Spent a few days last week in and around my old stompin' grounds. Ostensibly the visit was to be of assistance to my baby brother who had rotator cuff surgery last Monday, and to visit my ever-ailing father. Idea was that Blood would be laid low, scarcely able to move, and I would nurse him back to a semblance of mobility, and while he was in the arms of Sister Morpheus, I'd visit my dad and compliment him on his walker and on the entirety of his Joel Osteen collection.
I arrove the day after my brother's surgery to find him chipper as a tree full of squirrels and my father newly readmitted to the hospital from yet another fall that left him bruised all over and bleeding from his ear.

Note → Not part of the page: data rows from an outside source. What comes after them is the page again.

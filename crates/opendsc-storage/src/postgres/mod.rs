//! PostgreSQL repositories
//!
//! One repository per aggregate, each a thin wrapper over a shared
//! connection pool. Queries are issued at runtime; multi-step writes that
//! must be atomic (activation, key consumption, precedence reorder,
//! fingerprint rotation) run inside explicit transactions.

pub mod auth;
pub mod composites;
pub mod configurations;
pub mod nodes;
pub mod parameters;
pub mod registration;
pub mod reports;
pub mod scopes;

use sqlx::postgres::PgPoolOptions;
use sqlx::PgPool;
use std::time::Duration;

use opendsc_core::Result;

use crate::error::map_sqlx;

pub use auth::AuthRepo;
pub use composites::CompositeRepo;
pub use configurations::ConfigurationRepo;
pub use nodes::NodeRepo;
pub use parameters::ParameterRepo;
pub use registration::RegistrationKeyRepo;
pub use reports::ReportRepo;
pub use scopes::ScopeRepo;

/// All repositories over one shared pool
#[derive(Clone)]
pub struct Repositories {
    pool: PgPool,
    pub configurations: ConfigurationRepo,
    pub composites: CompositeRepo,
    pub scopes: ScopeRepo,
    pub nodes: NodeRepo,
    pub parameters: ParameterRepo,
    pub registration_keys: RegistrationKeyRepo,
    pub reports: ReportRepo,
    pub auth: AuthRepo,
}

impl Repositories {
    /// Connect to the database and run pending migrations
    pub async fn connect(database_url: &str, max_connections: u32) -> Result<Self> {
        let pool = PgPoolOptions::new()
            .max_connections(max_connections)
            .acquire_timeout(Duration::from_secs(5))
            .connect(database_url)
            .await
            .map_err(|e| map_sqlx("connect", e))?;

        sqlx::migrate!("./migrations")
            .run(&pool)
            .await
            .map_err(|e| opendsc_core::Error::TransientIo(format!("migrate: {}", e)))?;

        Ok(Self::from_pool(pool))
    }

    /// Build repositories over an existing pool
    pub fn from_pool(pool: PgPool) -> Self {
        Self {
            configurations: ConfigurationRepo::new(pool.clone()),
            composites: CompositeRepo::new(pool.clone()),
            scopes: ScopeRepo::new(pool.clone()),
            nodes: NodeRepo::new(pool.clone()),
            parameters: ParameterRepo::new(pool.clone()),
            registration_keys: RegistrationKeyRepo::new(pool.clone()),
            reports: ReportRepo::new(pool.clone()),
            auth: AuthRepo::new(pool.clone()),
            pool,
        }
    }

    /// The underlying pool, for health checks
    pub fn pool(&self) -> &PgPool {
        &self.pool
    }
}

My brother gave me the keys to his Acura S-type and we set off for the mandatory LaCasa pizza dinner. I was housed in the Presidential Suite of his palatial estate, which in many homes is called a basement. Not so on Meadow Road. To be brief, the subterranean level has about the same square footage as my entire house. Comfy bed, full audio-visual system, full gym, whirlpool, fireplace, even a juke box. It was so dark and quiet that the least I slept each night there was more than eight hours - a not inconsiderable feat for moi.

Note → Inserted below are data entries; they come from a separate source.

//! The scheduled enforcement loop
//!
//! A single-threaded cooperative state machine: each cycle resolves the
//! configuration (local path or pulled bundle), runs `test` (and `set` in
//! Remediate mode), reports, then sleeps through an interruptible delay.
//! Settings snapshots are read at the top of each cycle and on every delay
//! poll tick; a changed interval restarts the wait, a changed mode
//! re-enters the loop. Exactly two suspension points exist per cycle: the
//! awaited child process and the delay.

use std::path::PathBuf;
use std::sync::Arc;
use std::time::Duration;

use chrono::Utc;
use tokio_util::sync::CancellationToken;

use opendsc_core::types::{ConfigurationMode, ConfigurationSource, OperationKind};
use opendsc_core::wire::ComplianceReportRequest;
use opendsc_core::{Error, Result};

use crate::executor::{Enforcer, Execution};
use crate::pull::BundleSource;
use crate::settings::{LcmSettings, SettingsStore};

/// Stable event ids for once-per-cycle failure and recovery logs
const EVENT_CYCLE_FAILED: &str = "lcm.cycle.failed";
const EVENT_CYCLE_RECOVERED: &str = "lcm.cycle.recovered";

/// Cap on the error back-off sleep
const MAX_BACKOFF: Duration = Duration::from_secs(60);

/// Default delay poll tick
const DEFAULT_POLL: Duration = Duration::from_secs(1);

/// Why an interruptible delay ended
#[derive(Debug, Clone, Copy, PartialEq, Eq)]
pub enum DelayOutcome {
    /// The full duration elapsed
    Elapsed,
    /// The configured interval changed; restart the wait with the new value
    IntervalChanged(Duration),
    /// The configuration mode changed; re-enter the loop
    ModeChanged,
    /// Cancellation was signaled
    Cancelled,
}

/// What one cycle did
#[derive(Debug, Clone, Copy, PartialEq, Eq)]
pub enum CycleOutcome {
    /// Test (and possibly set) ran; whether the node ended in desired state
    Completed { in_desired_state: bool },
    /// The configuration file does not exist
    SkippedMissingFile,
    /// The pull refresh soft-failed; retry next interval
    SkippedPullFailure,
    /// The resolved path changed during the test; set was skipped
    SkippedPathChanged,
}

/// Sleep `total`, waking early on cancellation, interval change, or mode
/// change
///
/// The sleep is divided into poll ticks; worst-case reaction time is one
/// tick.
pub async fn interruptible_delay(
    store: &SettingsStore,
    cancel: &CancellationToken,
    baseline: &LcmSettings,
    total: Duration,
    poll: Duration,
) -> DelayOutcome {
    let mut remaining = total;
    loop {
        if remaining.is_zero() {
            return DelayOutcome::Elapsed;
        }
        let tick = remaining.min(poll);

        tokio::select! {
            _ = cancel.cancelled() => return DelayOutcome::Cancelled,
            _ = tokio::time::sleep(tick) => {}
        }
        remaining = remaining.saturating_sub(tick);

        let snapshot = store.load();
        if snapshot.configuration_mode != baseline.configuration_mode {
            return DelayOutcome::ModeChanged;
        }
        if snapshot.configuration_mode_interval != total {
            return DelayOutcome::IntervalChanged(snapshot.configuration_mode_interval);
        }
    }
}

/// The LCM worker
pub struct Worker {
    store: Arc<SettingsStore>,
    enforcer: Arc<dyn Enforcer>,
    source: Option<Arc<dyn BundleSource>>,
    cancel: CancellationToken,
    poll: Duration,
}

impl Worker {
    pub fn new(
        store: Arc<SettingsStore>,
        enforcer: Arc<dyn Enforcer>,
        source: Option<Arc<dyn BundleSource>>,
        cancel: CancellationToken,
    ) -> Self {
        Self {
            store,
            enforcer,
            source,
            cancel,
            poll: DEFAULT_POLL,
        }
    }

    /// Override the delay poll tick (tests)
    pub fn with_poll(mut self, poll: Duration) -> Self {
        self.poll = poll;
        self
    }

    /// Run until cancelled
    pub async fn run(&self) -> Result<()> {
        tracing::info!(mode = %self.store.load().configuration_mode, "worker starting");
        let mut previous_cycle_failed = false;

        'main: loop {
            if self.cancel.is_cancelled() {
                break;
            }
            let settings = self.store.load();

            match self.run_cycle(&settings).await {
                Ok(outcome) => {
                    if previous_cycle_failed {
                        tracing::info!(event = EVENT_CYCLE_RECOVERED, "cycle succeeded again");
                        previous_cycle_failed = false;
                    }
                    tracing::debug!(?outcome, "cycle finished");
                }
                Err(Error::Cancelled(_)) => break,
                Err(error) => {
                    tracing::error!(event = EVENT_CYCLE_FAILED, %error, "cycle failed");
                    previous_cycle_failed = true;

                    // Back off, but never tighter than the configured
                    // interval allows.
                    let backoff = settings.configuration_mode_interval.min(MAX_BACKOFF);
                    match interruptible_delay(&self.store, &self.cancel, &settings, backoff, self.poll)
                        .await
                    {
                        DelayOutcome::Cancelled => break,
                        _ => continue 'main,
                    }
                }
            }

            // Scheduled wait; an interval change re-arms the wait, a mode
            // change re-enters the loop immediately.
            let mut total = self.store.load().configuration_mode_interval;
            loop {
                match interruptible_delay(&self.store, &self.cancel, &settings, total, self.poll).await
                {
                    DelayOutcome::Elapsed => break,
                    DelayOutcome::IntervalChanged(new_interval) => {
                        tracing::info!(
                            interval_seconds = new_interval.as_secs(),
                            "interval changed, rescheduling"
                        );
                        total = new_interval;
                    }
                    DelayOutcome::ModeChanged => {
                        tracing::info!(
                            mode = %self.store.load().configuration_mode,
                            "configuration mode changed, re-entering loop"
                        );
                        continue 'main;
                    }
                    DelayOutcome::Cancelled => break 'main,
                }
            }
        }

        tracing::info!("worker stopped");
        Ok(())
    }

    /// Resolve the configuration path for this cycle
    async fn resolve_path(&self, settings: &LcmSettings) -> Result<Option<PathBuf>> {
        match settings.configuration_source {
            ConfigurationSource::Local => Ok(Some(settings.configuration_path.clone())),
            ConfigurationSource::Pull => {
                let source = self.source.as_ref().ok_or_else(|| {
                    Error::Validation("pull source configured but no client available".into())
                })?;
                match source.refresh().await {
                    Ok(path) => Ok(Some(path)),
                    // Network and integrity failures are soft: report and
                    // proceed next interval.
                    Err(error) if error.is_transient() || error.is_integrity() => {
                        tracing::warn!(%error, "pull refresh failed, skipping cycle");
                        Ok(None)
                    }
                    Err(error) => Err(error),
                }
            }
        }
    }

    async fn run_cycle(&self, settings: &LcmSettings) -> Result<CycleOutcome> {
        // Credential rotation runs ahead of the cycle proper.
        if settings.configuration_source == ConfigurationSource::Pull {
            if let Some(source) = &self.source {
                if let Err(error) = source.rotate_if_due().await {
                    tracing::warn!(%error, "certificate rotation failed, continuing");
                }
            }
        }

        let Some(path) = self.resolve_path(settings).await? else {
            return Ok(CycleOutcome::SkippedPullFailure);
        };
        if !path.exists() {
            tracing::warn!(path = %path.display(), "configuration file does not exist, skipping");
            return Ok(CycleOutcome::SkippedMissingFile);
        }

        let test = self.run_operation(OperationKind::Test, &path, settings).await?;
        let all_in_desired = test.result.all_in_desired_state();

        match settings.configuration_mode {
            ConfigurationMode::Monitor => {
                tracing::info!(in_desired_state = all_in_desired, "monitor cycle finished");
                Ok(CycleOutcome::Completed {
                    in_desired_state: all_in_desired,
                })
            }
            ConfigurationMode::Remediate => {
                if all_in_desired {
                    tracing::info!("all resources in desired state, nothing to remediate");
                    return Ok(CycleOutcome::Completed {
                        in_desired_state: true,
                    });
                }

                // Check-to-use guard: if the resolved path changed while the
                // test ran, skip set and let the next cycle start over.
                let current = self.store.load();
                let path_after = match current.configuration_source {
                    ConfigurationSource::Local => current.configuration_path.clone(),
                    ConfigurationSource::Pull => path.clone(),
                };
                if current.configuration_source != settings.configuration_source
                    || path_after != path
                {
                    tracing::warn!(
                        "configuration path changed during test, skipping set this cycle"
                    );
                    return Ok(CycleOutcome::SkippedPathChanged);
                }

                let set = self.run_operation(OperationKind::Set, &path, settings).await?;
                let succeeded = set.result.set_succeeded();
                tracing::info!(
                    succeeded,
                    restart_required = set.result.restart_required(),
                    "remediation finished"
                );
                Ok(CycleOutcome::Completed {
                    in_desired_state: succeeded,
                })
            }
        }
    }

    /// Run one operation and submit its report when enabled
    async fn run_operation(
        &self,
        operation: OperationKind,
        path: &std::path::Path,
        settings: &LcmSettings,
    ) -> Result<Execution> {
        let started_at = Utc::now();
        let execution = self.enforcer.run(operation, path, &self.cancel).await?;
        let ended_at = Utc::now();

        let report_enabled = settings
            .pull_server
            .as_ref()
            .map(|p| p.report_compliance)
            .unwrap_or(false);
        if report_enabled && settings.configuration_source == ConfigurationSource::Pull {
            if let Some(source) = &self.source {
                let in_desired_state = match operation {
                    OperationKind::Test => execution.result.all_in_desired_state(),
                    OperationKind::Set => execution.result.set_succeeded(),
                };
                let report = ComplianceReportRequest {
                    operation,
                    exit_code: execution.exit_code,
                    in_desired_state,
                    started_at,
                    ended_at,
                    result: execution.result.clone(),
                };
                if let Err(error) = source.submit_report(&report).await {
                    tracing::warn!(%error, "report submission failed");
                }
            }
        }

        Ok(execution)
    }
}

Back to the presupposed invalid. The kid gots no whine to him. His surgery consisted of eight small incisions where they went in and stirred his shoulder with a scalpel. He wore a sling with a thick pad at waist level, keeping his arm not rigid, but confined to small, non-stretching movements. The pad was so thick we agreed it could be easily modified to hold a few beers and a cup-holder. But the guy never said one word of self pity. Wouldn't even take a pain pill until late in the day. One wonders if he really is his father's child, what with the astonishing self sufficiency factor.
Anyway, I visited my old pal Noll, got to see his fabulous new home, got to go to the Henry Doorly Zoo for a special up close and personal showing by one of the female gorillas, had a demonstration of how to make baby orangutans, thoughtfully right up by the window (hey, it is spring) and got more sleep in three nights than I usually get in four. Maybe it was the pace of the place.